EXERCISE PROMPT
Count every line that includes the string "Sized" in the entries that follow. Nothing besides the number is needed.

◇ ◇ ◇ ◇ ◇

use hecs::{Entity, World};

use crate::{Config, KeyboardInput, Paddle, RenderTarget};

/// Which player owns a paddle (0 = left / player one, 1 = right / player two)
#[derive(Debug, Clone, Copy, PartialEq, Eq, PartialOrd, Ord, Hash)]
pub struct PlayerSlot(pub u8);

/// Helper to spawn a paddle entity
pub fn create_paddle(world: &mut World, slot: PlayerSlot, paddle: Paddle) -> Entity {
    world.spawn((slot, paddle))
}

/// Apply keyboard movement to every paddle owned by `slot`
pub fn move_paddles<K: KeyboardInput + ?Sized>(
    world: &mut World,
    slot: PlayerSlot,
    keys: &K,
    bonus: i32,
) {
    for (_entity, (owner, paddle)) in world.query_mut::<(&PlayerSlot, &mut Paddle)>() {
        if *owner == slot {
            paddle.move_by_keys(keys, bonus);
        }
    }
}

/// Update and draw every paddle (deterministic: slot order, then entity ID)
pub fn update_paddles<R: RenderTarget + ?Sized>(
    world: &mut World,
    target: &mut R,
    config: &Config,
) {
    let mut order: Vec<(PlayerSlot, Entity)> = world
        .query::<&PlayerSlot>()
        .with::<&Paddle>()
        .iter()
        .map(|(entity, slot)| (*slot, entity))
        .collect();
    order.sort_by_key(|(slot, entity)| (*slot, entity.id()));

    for (_slot, entity) in order {
        if let Ok(mut paddle) = world.get::<&mut Paddle>(entity) {
            paddle.update(&mut *target, config);
        }
    }
}

/// Sum of scores for the paddles owned by `slot`
pub fn total_score(world: &World, slot: PlayerSlot) -> u32 {
    world
        .query::<(&PlayerSlot, &Paddle)>()
        .iter()
        .filter(|(_entity, (owner, _paddle))| **owner == slot)
        .map(|(_entity, (_owner, paddle))| paddle.score())
        .sum()
}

◇ ◇ ◇ ◇ ◇

EXERCISE SOLUTION
2